Politique de sécurité

DEC. 2022

Infrastructures cloud (Hébergement des logiciels AUBEP) et logiciel

AUBEP SA travaille avec plusieurs hébergeurs Suisses afin de limiter les risques. Les logiciels d’AUBEP sont tous hébergés en Suisse (Lausanne, Genève, Bâle).

AUBEP SA évalue ses fournisseurs d’hébergements régulièrement et s’assurent qu’ils respectent les normes strictes de sécurité du moment, ainsi que la norme ISO 27001. Chaque fournisseur d’hébergement d’AUBEP SA doit assurer un taux de service de 99,99% avec un contrat SLA correspondant.

A partir de 2023 tous les contrats AUBEP A2 et A3 sont déployés sur des infrastructures ultra redondantes, permettant une reprise d’activité dans les 12 à 24 heures (RTO) respectivement et avec une perte maximale de donnée entre 12 et 24 heures (RPO) respectivement.

Toutes les plateformes Web sont sécurisées avec un protocole SSL.

AUBEP SA mène des tests d’intrusions de ses infrastructures et du logiciel par des entreprises de sécurité externe afin d’identifier d’éventuelles failles et de les sécuriser.

Stratégie de sauvegarde

AUBEP SA a mis en place une stratégie de sauvegarde multisite (Lausanne – Genève) avec une rétention des données variant en fonction des contrats (A1, A2 ou A3) : la rétention varie entre 1 mois et 10 ans.
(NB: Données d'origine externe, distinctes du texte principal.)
//! # Conditions
//!
//! Status conditions written onto managed resources.
//!
//! Two condition types are maintained: `Ready` reports the lifecycle of the
//! external resource, `Synced` reports the outcome of the last reconcile.

use serde::{Deserialize, Serialize};

pub const TYPE_READY: &str = "Ready";
pub const TYPE_SYNCED: &str = "Synced";

pub const REASON_AVAILABLE: &str = "Available";
pub const REASON_CREATING: &str = "Creating";
pub const REASON_DELETING: &str = "Deleting";
pub const REASON_UNAVAILABLE: &str = "Unavailable";
pub const REASON_RECONCILE_SUCCESS: &str = "ReconcileSuccess";
pub const REASON_RECONCILE_ERROR: &str = "ReconcileError";

/// Condition represents a condition of a resource
#[derive(Debug, Clone, PartialEq, Eq, Deserialize, Serialize, schemars::JsonSchema)]
#[serde(rename_all = "camelCase")]
pub struct Condition {
    /// Type of condition
    pub r#type: String,
    /// Status of the condition (True, False, Unknown)
    pub status: String,
    /// Last transition time
    #[serde(default)]
    pub last_transition_time: Option<String>,
    /// Reason for the condition
    #[serde(default)]
    pub reason: Option<String>,
    /// Message describing the condition
    #[serde(default)]
    pub message: Option<String>,
}

impl Condition {
    fn new(r#type: &str, status: bool, reason: &str, message: Option<String>) -> Self {
        Self {
            r#type: r#type.to_string(),
            status: if status { "True" } else { "False" }.to_string(),
            last_transition_time: Some(chrono::Utc::now().to_rfc3339()),
            reason: Some(reason.to_string()),
            message,
        }
    }

    /// The external resource exists and was observed
    #[must_use]
    pub fn available() -> Self {
        Self::new(TYPE_READY, true, REASON_AVAILABLE, None)
    }

    /// The external resource is being created
    #[must_use]
    pub fn creating() -> Self {
        Self::new(TYPE_READY, false, REASON_CREATING, None)
    }

    /// The external resource is being deleted
    #[must_use]
    pub fn deleting() -> Self {
        Self::new(TYPE_READY, false, REASON_DELETING, None)
    }

    /// The external resource could not be observed
    #[must_use]
    pub fn unavailable() -> Self {
        Self::new(TYPE_READY, false, REASON_UNAVAILABLE, None)
    }

    #[must_use]
    pub fn reconcile_success() -> Self {
        Self::new(TYPE_SYNCED, true, REASON_RECONCILE_SUCCESS, None)
    }

    #[must_use]
    pub fn reconcile_error(message: impl Into<String>) -> Self {
        Self::new(TYPE_SYNCED, false, REASON_RECONCILE_ERROR, Some(message.into()))
    }

    /// Whether two conditions carry the same observation, ignoring the timestamp
    #[must_use]
    pub fn equivalent(&self, other: &Condition) -> bool {
        self.r#type == other.r#type
            && self.status == other.status
            && self.reason == other.reason
            && self.message == other.message
    }

    #[must_use]
    pub fn is_true(&self) -> bool {
        self.status == "True"
    }
}

/// Set a condition by type, keeping one entry per type
///
/// The previous `lastTransitionTime` is kept when the status did not flip.
/// Returns `true` when the stored conditions changed.
pub fn set_condition(conditions: &mut Vec<Condition>, mut condition: Condition) -> bool {
    match conditions.iter_mut().find(|c| c.r#type == condition.r#type) {
        Some(existing) => {
            if existing.equivalent(&condition) {
                return false;
            }
            if existing.status == condition.status {
                condition
                    .last_transition_time
                    .clone_from(&existing.last_transition_time);
            }
            *existing = condition;
            true
        }
        None => {
            conditions.push(condition);
            true
        }
    }
}

/// Find a condition by type
#[must_use]
pub fn find_condition<'a>(conditions: &'a [Condition], r#type: &str) -> Option<&'a Condition> {
    conditions.iter().find(|c| c.r#type == r#type)
}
Les données sont sauvegardées ainsi que les images virtuelles des serveurs. Le transfert des données entre les sites de sauvegardes sont sécurisés avec les protocoles SSL.

AUBEP SA vérifie très régulièrement les sauvegardes en déployant des serveurs tests afin d’assurer que les données sont toujours lisibles et compatibles avec les nouvelles versions du logiciel AUBEP.

Les clients d’AUBEP peuvent demander une copie des sauvegardes sur leur propre infrastructure informatique (payant).

Procédures internes à AUBEP SA

Les collaborateurs d’AUBEP SA sont sensibilisés régulièrement aux actualités et problématiques de sécurité.AUBEP SA participe au programme Trus4SME organisé par la TrustValley, permettant d’avoir accès au réseau romand de la cybersécurité et d’être conseillé et informé régulièrement sur le sujet afin de participer à la confiance numérique en Suisse romande.

Les collaborateurs sont équipés de logiciels pour la gestion des mots de passes permettant des informations d’authentification de manière sûr en contrôlant l’accès à ces mots de passes. Les postes de travail sont vidés régulièrement des données clients lorsque ces dernières ne sont plus nécessaires à l’exécution du contrat avec le client (par exemple données de test pour les développeurs).

Les outils et infrastructures sont accessibles par les collaborateurs uniquement moyennant un accès VPN ainsi qu’une double authentification sur les accès aux dossiers internes.

AUBEP SA se fait auditer par l’association cyber-safe afin d’obtenir le label à l’horizon début 2023.